Singularity's designers discovered that the fundamental barrier to reliable software systems is interdependence, just as the fundamental barrier to reliable programs is side-effects. But we cannot live without interdependence any more than we can live without side-effects. For many years we've had programming languages that only allow side-effects under controlled circumstances, and they have largely remained academic curiosities. Now Microsoft has developed an operating system that only allows interdependence under controlled circumstances, and it is perhaps even less likely to escape its research environment.

I firmly agree that programmers should be much more careful and explicit about the way they share data. But the solution is not to regulate developers through a mandatory isolation model. Reliable software can only come through voluntary adoption of more rigorous design processes and communication methods. The ideas that emerge will be rooted in the realization that interoperability and integration are powerful justifications for reliable IPC. D-BUS and SOA are two examples of how real-world requirements can drive the adoption of more robust and reliable data-sharing strategies.

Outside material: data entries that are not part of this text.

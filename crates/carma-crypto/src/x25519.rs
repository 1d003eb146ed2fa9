//! X25519 node keys (RFC 7748).
//!
//! Every phonebook entry publishes one of these as `pk`; the owning node
//! keeps the matching `sk` in its local config.

use rand::rngs::OsRng;
use x25519_dalek::{PublicKey, StaticSecret};
use zeroize::Zeroize;

use crate::{check_len, Result};

/// Key length shared by public and secret node keys.
pub const KEY_SIZE: usize = 32;

/// A node's long-lived secret key.
#[derive(Clone, Zeroize)]
#[zeroize(drop)]
pub struct NodeSecretKey {
    inner: StaticSecret,
}

/// A node's published public key.
#[derive(Clone, Copy, Debug, PartialEq, Eq)]
pub struct NodePublicKey {
    bytes: [u8; KEY_SIZE],
}

/// Raw DH output. Only ever fed to a KDF.
#[derive(Zeroize)]
#[zeroize(drop)]
pub struct SharedSecret {
    bytes: [u8; KEY_SIZE],
}

impl NodeSecretKey {
    /// Generate a new random secret key.
    pub fn random() -> Self {
        Self {
            inner: StaticSecret::random_from_rng(OsRng),
        }
    }

    /// Decode from wire bytes, checking the length.
    pub fn from_slice(bytes: &[u8]) -> Result<Self> {
        check_len(bytes, KEY_SIZE)?;
        let mut raw = [0u8; KEY_SIZE];
        raw.copy_from_slice(bytes);
        let key = Self {
            inner: StaticSecret::from(raw),
        };
        raw.zeroize();
        Ok(key)
    }

    pub fn to_bytes(&self) -> [u8; KEY_SIZE] {
        self.inner.to_bytes()
    }

    pub fn public_key(&self) -> NodePublicKey {
        NodePublicKey {
            bytes: PublicKey::from(&self.inner).to_bytes(),
        }
    }

    pub fn diffie_hellman(&self, their_public: &NodePublicKey) -> SharedSecret {
        let shared = self.inner.diffie_hellman(&PublicKey::from(their_public.bytes));
        SharedSecret {
            bytes: *shared.as_bytes(),
        }
    }
}

impl NodePublicKey {
    pub fn from_bytes(bytes: [u8; KEY_SIZE]) -> Self {
        Self { bytes }
    }

    /// Decode from wire bytes, checking the length.
    pub fn from_slice(bytes: &[u8]) -> Result<Self> {
        check_len(bytes, KEY_SIZE)?;
        let mut raw = [0u8; KEY_SIZE];
        raw.copy_from_slice(bytes);
        Ok(Self { bytes: raw })
    }

    pub fn to_bytes(&self) -> [u8; KEY_SIZE] {
        self.bytes
    }

    pub fn as_bytes(&self) -> &[u8; KEY_SIZE] {
        &self.bytes
    }
}

impl SharedSecret {
    pub fn as_bytes(&self) -> &[u8; KEY_SIZE] {
        &self.bytes
    }
}

/// Fresh `(public, secret)` pair for a new node.
pub fn keygen() -> (NodePublicKey, NodeSecretKey) {
    let secret = NodeSecretKey::random();
    (secret.public_key(), secret)
}

#[cfg(test)]
mod tests {
    use super::*;

    #[test]
    fn test_diffie_hellman_agreement() {
        let (alice_pk, alice_sk) = keygen();
        let (bob_pk, bob_sk) = keygen();
        assert_eq!(
            alice_sk.diffie_hellman(&bob_pk).as_bytes(),
            bob_sk.diffie_hellman(&alice_pk).as_bytes()
        );
    }

    #[test]
    fn test_from_slice_checks_length() {
        assert!(NodeSecretKey::from_slice(&[7u8; 31]).is_err());
        assert!(NodePublicKey::from_slice(&[7u8; 33]).is_err());
        let sk = NodeSecretKey::from_slice(&[7u8; 32]).expect("secret");
        let restored = NodeSecretKey::from_slice(&sk.to_bytes()).expect("secret");
        assert_eq!(sk.public_key(), restored.public_key());
    }

    #[test]
    fn test_rfc7748_section6_1() {
        let alice_private =
            hex::decode("77076d0a7318a57d3c16c17251b26645df4c2f87ebc0992ab177fba51db92c2a")
                .expect("valid hex");
        let alice_public =
            hex::decode("8520f0098930a754748b7ddcb43ef75a0dbf3a0d26381af4eba4a98eaa9b4e6a")
                .expect("valid hex");
        let sk = NodeSecretKey::from_slice(&alice_private).expect("secret");
        assert_eq!(sk.public_key().to_bytes().to_vec(), alice_public);
    }
}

I appreciate Singularity as an important exploration of how virtual machines can be used to govern data access within a hardware address space. It's the beginning of a journey toward a new model for virtual memory management where the scope of a thread dynamically defines its contextual address space.

Operating systems must provide methods for processes to consensually share data with other processes. It's up the processes to define the terms under which data may be shared. It's not the role of the operating system to get involved in mediating contracts between processes. Its role ought to be limited to enforcing these contracts.

Reply Score: 4

RE[2]: What a coincidence!
by Marcellus on Thu 28th Jun 2007 07:59 UTC in reply to "RE: What a coincidence!"
Marcellus Member since:
2005-08-26

Now Microsoft has developed an operating system that only allows interdependence under controlled circumstances, and it is perhaps even less likely to escape its research environment.

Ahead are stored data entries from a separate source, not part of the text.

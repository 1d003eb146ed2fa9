//! SHA-512 bucket assignment.
//!
//! ```text
//! bucket = BigUint::from_bytes_be(SHA-512(epoch_nonce || psn)) mod num_buckets
//! ```
//!
//! The digest is read as an unsigned big-endian integer, so every byte of
//! the 512-bit output takes part in the reduction.

use num_bigint::BigUint;
use sha2::{Digest, Sha512};

use crate::{CryptoError, Result};

/// SHA-512 digest length in bytes.
pub const DIGEST_SIZE: usize = 64;

/// SHA-512 over the concatenation of `parts`.
pub fn sha512(parts: &[&[u8]]) -> [u8; DIGEST_SIZE] {
    let mut hasher = Sha512::new();
    for part in parts {
        hasher.update(part);
    }
    let mut digest = [0u8; DIGEST_SIZE];
    digest.copy_from_slice(&hasher.finalize());
    digest
}

/// Reduce big-endian `bytes` modulo `modulus`.
pub fn reduce(bytes: &[u8], modulus: &BigUint) -> BigUint {
    BigUint::from_bytes_be(bytes) % modulus
}

/// Bucket of `psn` for the epoch identified by `epoch_nonce`.
pub fn bucket_index(epoch_nonce: &[u8], psn: &[u8], num_buckets: u32) -> Result<u32> {
    if num_buckets == 0 {
        return Err(CryptoError::InvalidInput("num_buckets is zero".into()));
    }
    let digest = sha512(&[epoch_nonce, psn]);
    let index = reduce(&digest, &BigUint::from(num_buckets));
    u32::try_from(&index).map_err(|_| CryptoError::InvalidInput("bucket out of range".into()))
}

#[cfg(test)]
mod tests {
    use super::*;
    use hex_literal::hex;

    #[test]
    fn test_sha512_abc() {
        let expected = hex!(
            "ddaf35a193617abacc417349ae20413112e6fa4e89a97ea20a9eeee64b55d39a"
            "2192992a274fc1a836ba3c23a3feebbd454d4423643ce80e2a9ac94fa54ca49f"
        );
        assert_eq!(sha512(&[b"abc"]), expected);
        assert_eq!(sha512(&[b"a", b"bc"]), expected);
    }

    #[test]
    fn test_reduce_big_endian() {
        assert_eq!(reduce(&[0x01, 0x00], &BigUint::from(1000u32)), BigUint::from(256u32));
        assert_eq!(reduce(&[0xFF; 64], &BigUint::from(1u32)), BigUint::from(0u32));
    }

    #[test]
    fn test_bucket_is_deterministic_and_bounded() {
        for n in [1u32, 2, 7, 64] {
            let a = bucket_index(b"nonce", b"alice", n).expect("bucket");
            let b = bucket_index(b"nonce", b"alice", n).expect("bucket");
            assert_eq!(a, b);
            assert!(a < n);
        }
    }

    #[test]
    fn test_bucket_depends_on_nonce() {
        let psns: Vec<String> = (0..64).map(|i| format!("node{i}")).collect();
        let before: Vec<u32> = psns
            .iter()
            .map(|p| bucket_index(b"epoch-1", p.as_bytes(), 16).expect("bucket"))
            .collect();
        let after: Vec<u32> = psns
            .iter()
            .map(|p| bucket_index(b"epoch-2", p.as_bytes(), 16).expect("bucket"))
            .collect();
        assert_ne!(before, after);
    }

    #[test]
    fn test_zero_buckets_rejected() {
        assert!(bucket_index(b"n", b"p", 0).is_err());
    }
}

It's research... What they do now doesn't have to become an end product by itself, but the results could be used in upcoming projects that are intended for wide release...

Reply Score: 2

RE[2]: What a coincidence!
by RandomGuy on Thu 28th Jun 2007 09:34 UTC in reply to "RE: What a coincidence!"
RandomGuy Member since:
2006-07-30

Yes, they cannot pass every pointer and they cannot do unsafe casts, of course.
What they _can_ do is take a data structure from one SIP and transfer it to another by just passing the pointer to it. This means that the one process looses ownership of this data structure and can no longer access it while this ownership is transferred to the other process.

This means that you can safely transfer large data structures at very little cost by just passing pointers.
This is how SIPs communicate over channels if I didn't misunderstand the videos.

Operating systems must provide methods for processes to consensually share data with other processes.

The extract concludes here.